Ma prima di conoscere i legami della filosofia e della scienza con la musica, entriamo nella vita quotidiana dei Greci e vediamo come si faceva musica nell’antichità, senza inoltrarci troppo in questioni troppo tecniche, ma per capire quale fosse la sua grande importanza.

I greci usavano diversi strumenti, ma i più comuni erano la lira sacra ad Apollo, l’aulòs, che era uno strumento a fiato sacro a Dioniso, e le percussioni come i tamburi o i cimbali.

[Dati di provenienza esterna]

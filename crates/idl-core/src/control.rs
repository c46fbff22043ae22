// SPDX-License-Identifier: MIT OR Apache-2.0

#![forbid(unsafe_code)]

use std::sync::Arc;
use std::sync::atomic::{AtomicBool, Ordering};

/// Shared cooperative cancellation flag.
///
/// Clones observe the same flag, so a token handed to a worker thread can be
/// cancelled from the owner.
#[derive(Clone, Debug, Default)]
pub struct CancelToken {
    flag: Arc<AtomicBool>,
}

impl CancelToken {
    pub fn new() -> Self {
        Self::default()
    }

    pub fn cancel(&self) {
        self.flag.store(true, Ordering::Release);
    }

    pub fn is_cancelled(&self) -> bool {
        self.flag.load(Ordering::Acquire)
    }
}

/// What to do when a budget in [`crate::Constraints`] is exceeded.
#[cfg_attr(feature = "serde", derive(serde::Serialize, serde::Deserialize))]
#[derive(Clone, Copy, Debug, Default, PartialEq, Eq)]
pub enum BudgetMode {
    /// Abort with a resource-limit error.
    #[default]
    HardFail,
    /// Keep going and report the overrun in diagnostics.
    SoftDegrade,
}

/// Result of a budget check.
#[derive(Clone, Copy, Debug, PartialEq, Eq)]
pub enum BudgetStatus {
    WithinBudget,
    ExceededSoftDegrade,
}
// SPDX-License-Identifier: MIT OR Apache-2.0

#![forbid(unsafe_code)]

//! Idealization entry point: threshold crossing or DISC, event extraction,
//! resolution enforcement and the per-episode cache.

pub mod cache;
pub mod episode;
pub mod events;
pub mod idealizer;
pub mod interpolate;
pub mod resolution;
pub mod threshold;

pub use cache::{CachedIdealization, IdealizationCache};
pub use episode::{Episode, EpisodeId, Series};
pub use events::{events_to_idealization, extract_events};
pub use idealizer::{IdealizationParams, Idealized, Strategy, idealize};
pub use interpolate::{Resampled, interpolate};
pub use resolution::{RESOLUTION_SLACK, ResolutionOutcome, apply_resolution};
pub use threshold::{ThresholdOutcome, threshold_crossing};
// SPDX-License-Identifier: MIT OR Apache-2.0

#![forbid(unsafe_code)]

use thiserror::Error;

/// Error type shared by every idealization stage.
#[derive(Clone, Debug, Error, PartialEq, Eq)]
pub enum IdealizeError {
    #[error("invalid input: {0}")]
    InvalidInput(String),
    #[error("numerical issue: {0}")]
    NumericalIssue(String),
    #[error("not supported: {0}")]
    NotSupported(String),
    #[error("resource limit exceeded: {0}")]
    ResourceLimit(String),
    #[error("cancelled")]
    Cancelled,
}

impl IdealizeError {
    pub fn invalid_input(msg: impl Into<String>) -> Self {
        Self::InvalidInput(msg.into())
    }

    pub fn numerical_issue(msg: impl Into<String>) -> Self {
        Self::NumericalIssue(msg.into())
    }

    pub fn not_supported(msg: impl Into<String>) -> Self {
        Self::NotSupported(msg.into())
    }

    pub fn resource_limit(msg: impl Into<String>) -> Self {
        Self::ResourceLimit(msg.into())
    }

    pub fn cancelled() -> Self {
        Self::Cancelled
    }
}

Il ritmo musicale e quello poetico erano uguali: la durata delle note dipendeva dalla breve, che equivale all’odierna croma, e dalla lunga, che è l’odierna semiminima, e le scale erano basate su gruppi di quattro note di intonazione discendente, detti tetracordi: le scale di sette note erano formate dall’estensione di due tetracordi ed estese per coprire due ottave.

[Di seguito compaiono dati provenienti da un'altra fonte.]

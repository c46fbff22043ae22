// SPDX-License-Identifier: MIT OR Apache-2.0

#![forbid(unsafe_code)]

use idl_core::{IdealizeError, TraceView};

/// Upsampled trace produced by [`interpolate`].
#[derive(Clone, Debug, PartialEq)]
pub struct Resampled {
    pub signal: Vec<f64>,
    pub time: Vec<f64>,
}

/// Resamples a trace with a natural cubic spline onto `(N - 1) * factor + 1`
/// points, keeping every original sample.
pub fn interpolate(trace: &TraceView<'_>, factor: usize) -> Result<Resampled, IdealizeError> {
    if factor == 0 {
        return Err(IdealizeError::invalid_input(
            "interpolation_factor must be >= 1; got 0",
        ));
    }
    if factor == 1 || trace.len() < 2 {
        return Ok(Resampled {
            signal: trace.signal.to_vec(),
            time: trace.time.to_vec(),
        });
    }

    let x = trace.time;
    let y = trace.signal;
    let second = natural_second_derivatives(x, y);

    let n_out = (x.len() - 1) * factor + 1;
    let mut signal = Vec::with_capacity(n_out);
    let mut time = Vec::with_capacity(n_out);
    for i in 0..x.len() - 1 {
        let h = x[i + 1] - x[i];
        for step in 0..factor {
            let t = x[i] + h * step as f64 / factor as f64;
            let a = x[i + 1] - t;
            let b = t - x[i];
            let value = second[i] * a * a * a / (6.0 * h)
                + second[i + 1] * b * b * b / (6.0 * h)
                + (y[i] / h - second[i] * h / 6.0) * a
                + (y[i + 1] / h - second[i + 1] * h / 6.0) * b;
            time.push(t);
            signal.push(if step == 0 { y[i] } else { value });
        }
    }
    time.push(x[x.len() - 1]);
    signal.push(y[y.len() - 1]);

    Ok(Resampled { signal, time })
}

/// Second derivatives at the knots with zero curvature at both ends,
/// solved with the Thomas algorithm.
fn natural_second_derivatives(x: &[f64], y: &[f64]) -> Vec<f64> {
    let n = x.len();
    let mut second = vec![0.0; n];
    if n < 3 {
        return second;
    }

    let interior = n - 2;
    let mut diag = vec![0.0; interior];
    let mut upper = vec![0.0; interior];
    let mut rhs = vec![0.0; interior];
    for row in 0..interior {
        let i = row + 1;
        let h_prev = x[i] - x[i - 1];
        let h_next = x[i + 1] - x[i];
        diag[row] = 2.0 * (h_prev + h_next);
        upper[row] = h_next;
        rhs[row] = 6.0 * ((y[i + 1] - y[i]) / h_next - (y[i] - y[i - 1]) / h_prev);
    }

    // Forward sweep; the sub-diagonal entry of row r is h_prev of knot r + 1.
    for row in 1..interior {
        let lower = x[row + 1] - x[row];
        let w = lower / diag[row - 1];
        diag[row] -= w * upper[row - 1];
        rhs[row] -= w * rhs[row - 1];
    }

    second[interior] = rhs[interior - 1] / diag[interior - 1];
    for row in (0..interior - 1).rev() {
        second[row + 1] = (rhs[row] - upper[row] * second[row + 2]) / diag[row];
    }
    second
}

#[cfg(test)]
mod tests {
    use super::interpolate;
    use idl_core::TraceView;

    #[test]
    fn factor_one_is_identity() {
        let signal = [0.0, 2.0, 1.0];
        let time = [0.0, 1.0, 2.0];
        let trace = TraceView::new(&signal, &time).expect("trace");
        let out = interpolate(&trace, 1).expect("interpolate");
        assert_eq!(out.signal, signal.to_vec());
        assert_eq!(out.time, time.to_vec());
    }

    #[test]
    fn output_length_and_knots_are_preserved() {
        let signal = [0.0, 1.0, 0.0, -1.0, 0.0];
        let time = [0.0, 0.1, 0.2, 0.3, 0.4];
        let trace = TraceView::new(&signal, &time).expect("trace");
        let out = interpolate(&trace, 4).expect("interpolate");

        assert_eq!(out.signal.len(), 17);
        assert_eq!(out.time.len(), 17);
        for (k, &v) in signal.iter().enumerate() {
            assert_eq!(out.signal[k * 4], v);
        }
        assert!(out.time.windows(2).all(|w| w[1] > w[0]));
    }

    #[test]
    fn linear_data_stays_linear() {
        let signal = [1.0, 3.0, 5.0, 7.0];
        let time = [0.0, 1.0, 2.0, 3.0];
        let trace = TraceView::new(&signal, &time).expect("trace");
        let out = interpolate(&trace, 2).expect("interpolate");
        for (&t, &v) in out.time.iter().zip(&out.signal) {
            assert!((v - (1.0 + 2.0 * t)).abs() < 1e-12, "t={t} v={v}");
        }
    }

    #[test]
    fn matches_hand_computed_spline_midpoint() {
        // Knots (0,0), (1,1), (2,0): M1 = -3, so S(0.5) = 0.6875.
        let signal = [0.0, 1.0, 0.0];
        let time = [0.0, 1.0, 2.0];
        let trace = TraceView::new(&signal, &time).expect("trace");
        let out = interpolate(&trace, 2).expect("interpolate");
        assert!((out.signal[1] - 0.6875).abs() < 1e-12);
        assert!((out.signal[3] - 0.6875).abs() < 1e-12);
    }

    #[test]
    fn zero_factor_is_rejected() {
        let trace = TraceView::new(&[1.0, 2.0], &[0.0, 1.0]).expect("trace");
        assert!(interpolate(&trace, 0).is_err());
    }
}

Abbiamo già detto come per i Greci la musica fosse espressione di vita comunitaria, fatta di piacere e legame sociale, politico e religioso al tempo stesso.

E infatti le maggiori manifestazioni in cui si cantava e si danzava erano manifestazioni pubbliche: ricordiamo che a Roma, che dalla Grecia eredita tutta la cultura più alta, il latino Lucrezio vedeva nella musica la vera conquista dell’uomo civilzzato.

In Grecia le feste pubbliche erano tutte all’insegna della musica, sia che si trattasse di sacrifici agli dei, sia che si trattasse di banchetti, o di processioni accompagnate dalla danza, o del canto dei soldati prima di una battaglia.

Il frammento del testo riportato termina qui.